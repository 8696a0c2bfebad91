//! # Randomness
//!
//! Operators run concurrently on many individuals, so every draw goes through the
//! thread-local generator of the `rand` crate. Nothing is shared between threads
//! and nothing needs locking.
//!
//! Algorithms that are useful to replay deterministically (cut-point crossovers,
//! index sampling) take any `R: Rng + ?Sized` instead, so tests can pass a seeded
//! `StdRng`.
//!
//! ## Example
//!
//! ```rust
//! use populus::rng::ThreadLocalRng;
//!
//! let value = ThreadLocalRng::gen_range(0.0..1.0);
//! assert!((0.0..1.0).contains(&value));
//!
//! let indices = ThreadLocalRng::sample_indices(10, 4).unwrap();
//! assert_eq!(indices.len(), 4);
//! ```

use rand::distributions::uniform::{SampleRange, SampleUniform};
use rand::rngs::ThreadRng;
use rand::seq::{index, SliceRandom};
use rand::{thread_rng, Rng};

use crate::error::{GeneticError, Result};

/// A thread-local random number generator that can be used without synchronization.
///
/// It uses the built-in `ThreadRng` from the `rand` crate, which is automatically
/// seeded from the system entropy and is thread-local.
pub struct ThreadLocalRng;

impl ThreadLocalRng {
    /// Returns a handle to the generator of the calling thread.
    pub fn rng() -> ThreadRng {
        thread_rng()
    }

    /// Generates a random number in the given range.
    ///
    /// # Panics
    ///
    /// Panics when the range is empty, like `Rng::gen_range`.
    pub fn gen_range<T, R>(range: R) -> T
    where
        T: SampleUniform,
        R: SampleRange<T>,
    {
        thread_rng().gen_range(range)
    }

    /// Bernoulli trial: `true` with the given probability.
    ///
    /// Probabilities outside `[0, 1]` are clamped; `NaN` never succeeds.
    pub fn bernoulli(probability: f64) -> bool {
        bernoulli(&mut thread_rng(), probability)
    }

    /// Draws `amount` distinct indices from `0..length`.
    pub fn sample_indices(length: usize, amount: usize) -> Result<Vec<usize>> {
        sample_indices(&mut thread_rng(), length, amount)
    }

    /// Shuffles the slice in place.
    pub fn shuffle<T>(items: &mut [T]) {
        items.shuffle(&mut thread_rng());
    }
}

/// Bernoulli trial on the supplied generator.
pub fn bernoulli<R>(rng: &mut R, probability: f64) -> bool
where
    R: Rng + ?Sized,
{
    if probability.is_nan() {
        return false;
    }
    rng.gen_bool(probability.clamp(0.0, 1.0))
}

/// Draws `amount` distinct indices from `0..length`, in random order.
///
/// # Errors
///
/// Returns `IllegalState` when more indices are requested than exist.
pub fn sample_indices<R>(rng: &mut R, length: usize, amount: usize) -> Result<Vec<usize>>
where
    R: Rng + ?Sized,
{
    if amount > length {
        return Err(GeneticError::IllegalState(format!(
            "Cannot draw {amount} distinct indices from a range of {length}"
        )));
    }
    Ok(index::sample(rng, length, amount).into_vec())
}

/// Draws two distinct indices from `lower..=upper` and returns them sorted.
pub fn sorted_pair<R>(rng: &mut R, lower: usize, upper: usize) -> Result<(usize, usize)>
where
    R: Rng + ?Sized,
{
    if upper <= lower {
        return Err(GeneticError::IllegalState(format!(
            "Cannot draw two distinct indices from [{lower}, {upper}]"
        )));
    }
    let picked = sample_indices(rng, upper - lower + 1, 2)?;
    let (a, b) = (lower + picked[0], lower + picked[1]);
    Ok((a.min(b), a.max(b)))
}

#[cfg(test)]
mod tests {
    use super::*;
    use rand::rngs::StdRng;
    use rand::SeedableRng;
    use std::collections::HashSet;

    #[test]
    fn test_bernoulli_extremes() {
        let mut rng = StdRng::seed_from_u64(7);
        assert!((0..100).all(|_| bernoulli(&mut rng, 1.0)));
        assert!((0..100).all(|_| !bernoulli(&mut rng, 0.0)));
        assert!(!bernoulli(&mut rng, f64::NAN));
    }

    #[test]
    fn test_sample_indices_are_distinct() {
        let mut rng = StdRng::seed_from_u64(42);
        for _ in 0..50 {
            let picked = sample_indices(&mut rng, 10, 6).unwrap();
            let unique: HashSet<_> = picked.iter().copied().collect();
            assert_eq!(unique.len(), 6);
            assert!(picked.iter().all(|&i| i < 10));
        }
    }

    #[test]
    fn test_sample_indices_rejects_oversized_requests() {
        let mut rng = StdRng::seed_from_u64(1);
        assert!(sample_indices(&mut rng, 3, 4).is_err());
        assert!(ThreadLocalRng::sample_indices(0, 0).unwrap().is_empty());
    }

    #[test]
    fn test_sorted_pair() {
        let mut rng = StdRng::seed_from_u64(3);
        for _ in 0..100 {
            let (a, b) = sorted_pair(&mut rng, 2, 6).unwrap();
            assert!(a < b);
            assert!((2..=6).contains(&a) && (2..=6).contains(&b));
        }
        assert!(sorted_pair(&mut rng, 4, 4).is_err());
    }

    #[test]
    fn test_shuffle_keeps_elements() {
        let mut values: Vec<u32> = (0..20).collect();
        ThreadLocalRng::shuffle(&mut values);
        values.sort_unstable();
        assert_eq!(values, (0..20).collect::<Vec<_>>());
    }
}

---------------

Problem details: Print every record exactly as it was given.

Output for this task:
repository 8696a0c2bfebad91
//! # Randomness
//!
//! Operators run concurrently on many individuals, so every draw goes through the
//! thread-local generator of the `rand` crate. Nothing is shared between threads
//! and nothing needs locking.
//!
//! Algorithms that are useful to replay deterministically (cut-point crossovers,
//! index sampling) take any `R: Rng + ?Sized` instead, so tests can pass a seeded
//! `StdRng`.
//!
//! ## Example
//!
//! ```rust
//! use populus::rng::ThreadLocalRng;
//!
//! let value = ThreadLocalRng::gen_range(0.0..1.0);
//! assert!((0.0..1.0).contains(&value));
//!
//! let indices = ThreadLocalRng::sample_indices(10, 4).unwrap();
//! assert_eq!(indices.len(), 4);
//! ```

use rand::distributions::uniform::{SampleRange, SampleUniform};
use rand::rngs::ThreadRng;
use rand::seq::{index, SliceRandom};
use rand::{thread_rng, Rng};

use crate::error::{GeneticError, Result};

/// A thread-local random number generator that can be used without synchronization.
///
/// It uses the built-in `ThreadRng` from the `rand` crate, which is automatically
/// seeded from the system entropy and is thread-local.
pub struct ThreadLocalRng;

impl ThreadLocalRng {
    /// Returns a handle to the generator of the calling thread.
    pub fn rng() -> ThreadRng {
        thread_rng()
    }

    /// Generates a random number in the given range.
    ///
    /// # Panics
    ///
    /// Panics when the range is empty, like `Rng::gen_range`.
    pub fn gen_range<T, R>(range: R) -> T
    where
        T: SampleUniform,
        R: SampleRange<T>,
    {
        thread_rng().gen_range(range)
    }

    /// Bernoulli trial: `true` with the given probability.
    ///
    /// Probabilities outside `[0, 1]` are clamped; `NaN` never succeeds.
    pub fn bernoulli(probability: f64) -> bool {
        bernoulli(&mut thread_rng(), probability)
    }

    /// Draws `amount` distinct indices from `0..length`.
    pub fn sample_indices(length: usize, amount: usize) -> Result<Vec<usize>> {
        sample_indices(&mut thread_rng(), length, amount)
    }

    /// Shuffles the slice in place.
    pub fn shuffle<T>(items: &mut [T]) {
        items.shuffle(&mut thread_rng());
    }
}

/// Bernoulli trial on the supplied generator.
pub fn bernoulli<R>(rng: &mut R, probability: f64) -> bool
where
    R: Rng + ?Sized,
{
    if probability.is_nan() {
        return false;
    }
    rng.gen_bool(probability.clamp(0.0, 1.0))
}

/// Draws `amount` distinct indices from `0..length`, in random order.
///
/// # Errors
///
/// Returns `IllegalState` when more indices are requested than exist.
pub fn sample_indices<R>(rng: &mut R, length: usize, amount: usize) -> Result<Vec<usize>>
where
    R: Rng + ?Sized,
{
    if amount > length {
        return Err(GeneticError::IllegalState(format!(
            "Cannot draw {amount} distinct indices from a range of {length}"
        )));
    }
    Ok(index::sample(rng, length, amount).into_vec())
}

/// Draws two distinct indices from `lower..=upper` and returns them sorted.
pub fn sorted_pair<R>(rng: &mut R, lower: usize, upper: usize) -> Result<(usize, usize)>
where
    R: Rng + ?Sized,
{
    if upper <= lower {
        return Err(GeneticError::IllegalState(format!(
            "Cannot draw two distinct indices from [{lower}, {upper}]"
        )));
    }
    let picked = sample_indices(rng, upper - lower + 1, 2)?;
    let (a, b) = (lower + picked[0], lower + picked[1]);
    Ok((a.min(b), a.max(b)))
}

#[cfg(test)]
mod tests {
    use super::*;
    use rand::rngs::StdRng;
    use rand::SeedableRng;
    use std::collections::HashSet;

    #[test]
    fn test_bernoulli_extremes() {
        let mut rng = StdRng::seed_from_u64(7);
        assert!((0..100).all(|_| bernoulli(&mut rng, 1.0)));
        assert!((0..100).all(|_| !bernoulli(&mut rng, 0.0)));
        assert!(!bernoulli(&mut rng, f64::NAN));
    }

    #[test]
    fn test_sample_indices_are_distinct() {
        let mut rng = StdRng::seed_from_u64(42);
        for _ in 0..50 {
            let picked = sample_indices(&mut rng, 10, 6).unwrap();
            let unique: HashSet<_> = picked.iter().copied().collect();
            assert_eq!(unique.len(), 6);
            assert!(picked.iter().all(|&i| i < 10));
        }
    }

    #[test]
    fn test_sample_indices_rejects_oversized_requests() {
        let mut rng = StdRng::seed_from_u64(1);
        assert!(sample_indices(&mut rng, 3, 4).is_err());
        assert!(ThreadLocalRng::sample_indices(0, 0).unwrap().is_empty());
    }

    #[test]
    fn test_sorted_pair() {
        let mut rng = StdRng::seed_from_u64(3);
        for _ in 0..100 {
            let (a, b) = sorted_pair(&mut rng, 2, 6).unwrap();
            assert!(a < b);
            assert!((2..=6).contains(&a) && (2..=6).contains(&b));
        }
        assert!(sorted_pair(&mut rng, 4, 4).is_err());
    }

    #[test]
    fn test_shuffle_keeps_elements() {
        let mut values: Vec<u32> = (0..20).collect();
        ThreadLocalRng::shuffle(&mut values);
        values.sort_unstable();
        assert_eq!(values, (0..20).collect::<Vec<_>>());
    }
}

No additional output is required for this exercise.